Nobody likes bullies. They are villains.

Last Friday, several senators purportedly conducting an investigation “in aid of legislation” bullied several witnesses whom they summoned to their fishing expedition.

Those witnesses are officials of the Pharmally Pharmaceutical Corporation. Senators identified with the political opposition, including red sympathizers among them, claim that Pharmally sold face shields to the government at very high prices during the onslaught of the Covid-19 pandemic last year.

The bullies include Senators Franklin Drilon, Francis Pangilinan, Risa Hontiveros, Panfilo Lacson and Richard Gordon.

Drilon, Pangilinan and Hontiveros are in the political opposition and are determined to discredit the administration of President Rodrigo Duterte, considering that the election campaign season is just around the corner.

Lacson and Gordon are eyeing the presidency in the 2022 elections.

In a police custodial interrogation and in a criminal trial, the rights of a person subjected to questioning must be respected.

If the person interrogated refuses to answer questions, the use of force, threats and intimidation against him to extract any information, especially a confession, violates his constitutional rights.

The Constitution mandates that any person under any form of investigation has the right to remain silent, and any confession obtained from a witness in violation of his right to remain silent is inadmissible in evidence.

Therefore, unless an actual criminal case has been filed in court against him, a person being interrogated during any investigation cannot be locked up in jail, or threatened with incarceration, simply because he refuses to answer questions.

Coercing a witness to answer questions under pain of getting incarcerated and similar threats is akin to extracting a confession from a prisoner by using mental torture.

In criminal trials, a witness cannot be asked leading or loaded questions, or be subjected to badgering. Arguing with a witness, even if the witness is the accused himself, is not allowed. Protracted questioning is not permissible.

Contempt of court is punished with a fine imposed by the court. In rare instances, contempt of court is punished by outright detention, but only for manifest disrespect for the court, and not because a witness refuses to answer questions.

From the way the Senate investigation was conducted, the senators bullied their witnesses, Pharmally director Linconn Ong in particular, to get the “confessions” they badly wanted to hear, but in violation of the rights of the witnesses.

The senators asked leading questions, argued with the witnesses, and promised “leniency” if the witnesses cooperated.

They also threatened the witnesses with outright imprisonment either at the Pasay City Jail or at the national penitentiary in Muntinlupa if they refused to answer questions.

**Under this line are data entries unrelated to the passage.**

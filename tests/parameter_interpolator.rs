//! Tests for the parameter interpolator.

use acid_bass_dsp::utils::parameter_interpolator::ParameterInterpolator;

#[test]
fn ramps_linearly_to_target() {
    let mut state = 0.0;
    let mut values = Vec::new();

    {
        let mut interpolator = ParameterInterpolator::new(&mut state, 1.0, 4);
        for _ in 0..4 {
            values.push(interpolator.next());
        }
    }

    assert_eq!(values, vec![0.25, 0.5, 0.75, 1.0]);
    assert_eq!(state, 1.0);
}

#[test]
fn first_value_is_strictly_between_previous_and_target() {
    let mut state = 100.0;
    let mut interpolator = ParameterInterpolator::new(&mut state, 200.0, 32);

    let first = interpolator.next();
    assert!(first > 100.0 && first < 200.0);
}

#[test]
fn monotonic_when_rising() {
    let mut state = 200.0;
    let size = 64;
    let mut interpolator = ParameterInterpolator::new(&mut state, 2000.0, size);

    let mut previous = 200.0;
    for _ in 0..size {
        let value = interpolator.next();
        assert!(value > previous);
        previous = value;
    }
    assert_eq!(previous, 2000.0);
}

#[test]
fn falling_ramp_ends_exactly_on_target() {
    let mut state = 0.3;
    let size = 48;

    {
        let mut interpolator = ParameterInterpolator::new(&mut state, -0.7, size);
        let mut previous = 0.3;
        for _ in 0..size {
            let value = interpolator.next();
            assert!(value < previous);
            previous = value;
        }
        assert_eq!(interpolator.remaining(), 0);
    }

    assert_eq!(state, -0.7);
}

#[test]
fn target_holds_after_block_end() {
    let mut state = 0.0;
    let mut interpolator = ParameterInterpolator::new(&mut state, 1.0, 2);

    interpolator.next();
    interpolator.next();
    assert_eq!(interpolator.next(), 1.0);
    assert_eq!(interpolator.next(), 1.0);
}

#[test]
fn partial_block_commits_last_consumed_value() {
    let mut state = 0.0;

    {
        let mut interpolator = ParameterInterpolator::new(&mut state, 1.0, 4);
        interpolator.next();
        interpolator.next();
        assert_eq!(interpolator.remaining(), 2);
    }

    assert_eq!(state, 0.5);
}

#[test]
fn consecutive_blocks_continue_from_committed_value() {
    let mut state = 0.0;

    {
        let mut interpolator = ParameterInterpolator::new(&mut state, 1.0, 2);
        interpolator.next();
        interpolator.next();
    }

    let mut interpolator = ParameterInterpolator::new(&mut state, 3.0, 2);
    assert_eq!(interpolator.next(), 2.0);
    assert_eq!(interpolator.next(), 3.0);
}

#[test]
fn empty_block_keeps_state() {
    let mut state = 0.5;

    {
        let mut interpolator = ParameterInterpolator::new(&mut state, 1.0, 0);
        assert_eq!(interpolator.next(), 0.5);
    }

    assert_eq!(state, 0.5);
}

The Senate investigation lasted for several hours, and the witnesses were obviously intimidated for most of the time. Even if some of the witnesses manifested, either expressly or tacitly, that they were already very exhausted by the prolonged questioning, their plea was practically ignored by the bullies.

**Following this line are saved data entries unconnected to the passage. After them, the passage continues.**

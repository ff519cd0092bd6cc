//! Translation of block-rate note input into monophonic note commands.
//!
//! Two input forms are supported:
//!
//! - A gate level with note number, velocity and an all-notes-off flag, sampled once per block.
//!   Every action is derived from an edge against the values seen in the previous block, so a
//!   sustained level issues its action exactly once.
//! - Discrete note events. Held keys are tracked on a [`NoteStack`] so that releasing the
//!   sounding key falls back to the previously held one without retriggering.

use crate::note_stack::NoteStack;
use crate::ACCENT_THRESHOLD;

/// Receiver of the commands issued by the [`NoteEventController`].
pub trait NoteReceiver {
    /// Starts a new note with fresh envelopes.
    fn trigger_note(&mut self, note: u8, accent: bool);

    /// Glides to a new note without retriggering the envelopes.
    fn slide_to_note(&mut self, note: u8, accent: bool);

    /// Releases the sounding note.
    fn release_note(&mut self, note: u8);

    /// Silences everything regardless of held keys.
    fn all_notes_off(&mut self);
}

/// Gate-style note input for one block.
#[derive(Debug, Clone, Copy, PartialEq, Eq)]
pub struct GateInput {
    pub gate: bool,
    pub note: u8,
    pub velocity: u8,
    pub all_notes_off: bool,
}

impl Default for GateInput {
    fn default() -> Self {
        Self {
            gate: false,
            note: 60,
            velocity: 0,
            all_notes_off: false,
        }
    }
}

impl GateInput {
    /// Builds the input from raw host control values, clamping note and velocity to
    /// `0..=127`.
    pub fn from_controls(gate: f32, note: f32, velocity: f32, all_notes_off: f32) -> Self {
        Self {
            gate: gate > 0.0,
            note: to_midi_byte(note),
            velocity: to_midi_byte(velocity),
            all_notes_off: all_notes_off >= 1.0,
        }
    }
}

#[derive(Debug, Clone, Copy, PartialEq, Eq)]
pub enum NoteEvent {
    /// Key pressed. A velocity of 0 is treated as [`NoteEvent::NoteOff`].
    NoteOn { note: u8, velocity: u8 },
    NoteOff { note: u8 },
    AllNotesOff,
}

#[derive(Debug, Clone)]
pub struct NoteEventController {
    note_stack: NoteStack,
    accent_threshold: u8,

    last_gate: bool,
    last_note: u8,
    last_all_notes_off: bool,
}

impl Default for NoteEventController {
    fn default() -> Self {
        Self::new()
    }
}

impl NoteEventController {
    pub fn new() -> Self {
        Self {
            note_stack: NoteStack::new(),
            accent_threshold: ACCENT_THRESHOLD,
            last_gate: false,
            last_note: 60,
            last_all_notes_off: false,
        }
    }

    pub fn init(&mut self) {
        self.note_stack.init();
        self.last_gate = false;
        self.last_note = 60;
        self.last_all_notes_off = false;
    }

    pub fn set_accent_threshold(&mut self, threshold: u8) {
        self.accent_threshold = threshold;
    }

    pub fn accent_threshold(&self) -> u8 {
        self.accent_threshold
    }

    pub fn note_stack(&self) -> &NoteStack {
        &self.note_stack
    }

    #[inline]
    fn is_accent(&self, velocity: u8) -> bool {
        velocity >= self.accent_threshold
    }

    /// Compares the gate input against the previous block and issues the resulting commands.
    pub fn process_gate<R>(&mut self, input: &GateInput, receiver: &mut R)
    where
        R: NoteReceiver + ?Sized,
    {
        let accent = self.is_accent(input.velocity);

        if input.gate && !self.last_gate {
            log::debug!("Trigger note {} (accent: {accent})", input.note);
            receiver.trigger_note(input.note, accent);
        }

        if input.note != self.last_note && input.gate && self.last_gate {
            log::debug!("Slide to note {} (accent: {accent})", input.note);
            receiver.slide_to_note(input.note, accent);
        }

        if self.last_gate && !input.gate {
            log::debug!("Release note {}", input.note);
            receiver.release_note(input.note);
        }

        if input.all_notes_off && !self.last_all_notes_off {
            log::debug!("All notes off");
            self.note_stack.clear();
            receiver.all_notes_off();
        }

        self.last_gate = input.gate;
        self.last_note = input.note;
        self.last_all_notes_off = input.all_notes_off;
    }

    /// Applies a single note event, keeping track of held keys.
    pub fn process_event<R>(&mut self, event: NoteEvent, receiver: &mut R)
    where
        R: NoteReceiver + ?Sized,
    {
        match event {
            NoteEvent::NoteOn { note, velocity: 0 } => self.note_off(note, receiver),
            NoteEvent::NoteOn { note, velocity } => {
                let accent = self.is_accent(velocity);
                if self.note_stack.is_empty() {
                    log::debug!("Trigger note {note} (accent: {accent})");
                    receiver.trigger_note(note, accent);
                } else {
                    log::debug!("Slide to note {note} (accent: {accent})");
                    receiver.slide_to_note(note, accent);
                }
                self.note_stack.note_on(note, velocity);
            }
            NoteEvent::NoteOff { note } => self.note_off(note, receiver),
            NoteEvent::AllNotesOff => {
                log::debug!("All notes off");
                self.note_stack.clear();
                receiver.all_notes_off();
            }
        }
    }

    pub fn process_events<R>(&mut self, events: &[NoteEvent], receiver: &mut R)
    where
        R: NoteReceiver + ?Sized,
    {
        for event in events {
            self.process_event(*event, receiver);
        }
    }

    fn note_off<R: NoteReceiver + ?Sized>(&mut self, note: u8, receiver: &mut R) {
        if !self.note_stack.contains(note) {
            return;
        }

        let was_sounding = self
            .note_stack
            .most_recent_note()
            .is_some_and(|entry| entry.note == note);
        self.note_stack.note_off(note);

        match self.note_stack.most_recent_note() {
            None => {
                log::debug!("Release note {note}");
                receiver.release_note(note);
            }
            Some(entry) if was_sounding => {
                let accent = self.is_accent(entry.velocity);
                log::debug!("Fall back to note {} (accent: {accent})", entry.note);
                receiver.slide_to_note(entry.note, accent);
            }
            Some(_) => {}
        }
    }
}

#[inline]
fn to_midi_byte(value: f32) -> u8 {
    if value.is_nan() {
        0
    } else {
        value.clamp(0.0, 127.0) as u8
    }
}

In the end, the senators were finally able to extract, through threats and intimidation, whatever answers they desperately wanted to hear from witnesses who felt absolutely helpless during the so-called investigation they were subjected to.

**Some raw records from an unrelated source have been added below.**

//! Filters of the signal chain.

pub mod anti_alias_filter;
pub mod biquad;
pub mod filter_morph;
pub mod one_pole_filter;
pub mod pole_mixing_filter;
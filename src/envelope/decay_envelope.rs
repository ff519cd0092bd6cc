//! Exponentially decaying envelope driving the filter.

use super::time_constant_coefficient;

#[derive(Debug, Clone)]
pub struct DecayEnvelope {
    decay: f32,
    sample_rate: f32,
    coefficient: f32,
    value: f32,
}

impl DecayEnvelope {
    pub fn new(decay: f32, sample_rate: f32) -> Self {
        let mut envelope = Self {
            decay,
            sample_rate,
            coefficient: 0.0,
            value: 0.0,
        };
        envelope.calculate_coefficient();
        envelope
    }

    pub fn set_sample_rate(&mut self, sample_rate: f32) {
        self.sample_rate = sample_rate;
        self.calculate_coefficient();
    }

    /// Sets the time constant of the decay in milliseconds.
    pub fn set_decay(&mut self, decay: f32) {
        self.decay = decay.max(0.0);
        self.calculate_coefficient();
    }

    #[inline]
    pub fn decay(&self) -> f32 {
        self.decay
    }

    /// Restarts the envelope so that the next sample is 1.
    pub fn trigger(&mut self) {
        self.value = if self.coefficient > 0.0 {
            1.0 / self.coefficient
        } else {
            1.0
        };
    }

    pub fn reset(&mut self) {
        self.value = 0.0;
    }

    #[inline]
    pub fn process(&mut self) -> f32 {
        if self.coefficient > 0.0 {
            self.value *= self.coefficient;
        } else {
            // Zero decay time yields a single unit pulse.
            let out = self.value;
            self.value = 0.0;
            return out;
        }
        self.value
    }

    fn calculate_coefficient(&mut self) {
        self.coefficient = time_constant_coefficient(self.decay, self.sample_rate);
    }
}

What took place in that Senate investigation was nowhere near “in aid of legislation.” It was plain and simple bullying precisely because it was conducted in violation of the rights of the witnesses.
Even if the rules of the Senate allow that type of investigation, those rules are unconstitutional.

As lawyers, the bullies Drilon, Pangilinan, Lacson and Gordon ought to know that what they did is unconstitutional, and that whatever “confessions” they extracted from the witnesses are legally worthless.

Like their colleague Hontiveros, the Drilon-Pangilinan-Lacson-Gordon gang forgot what the Constitution provides.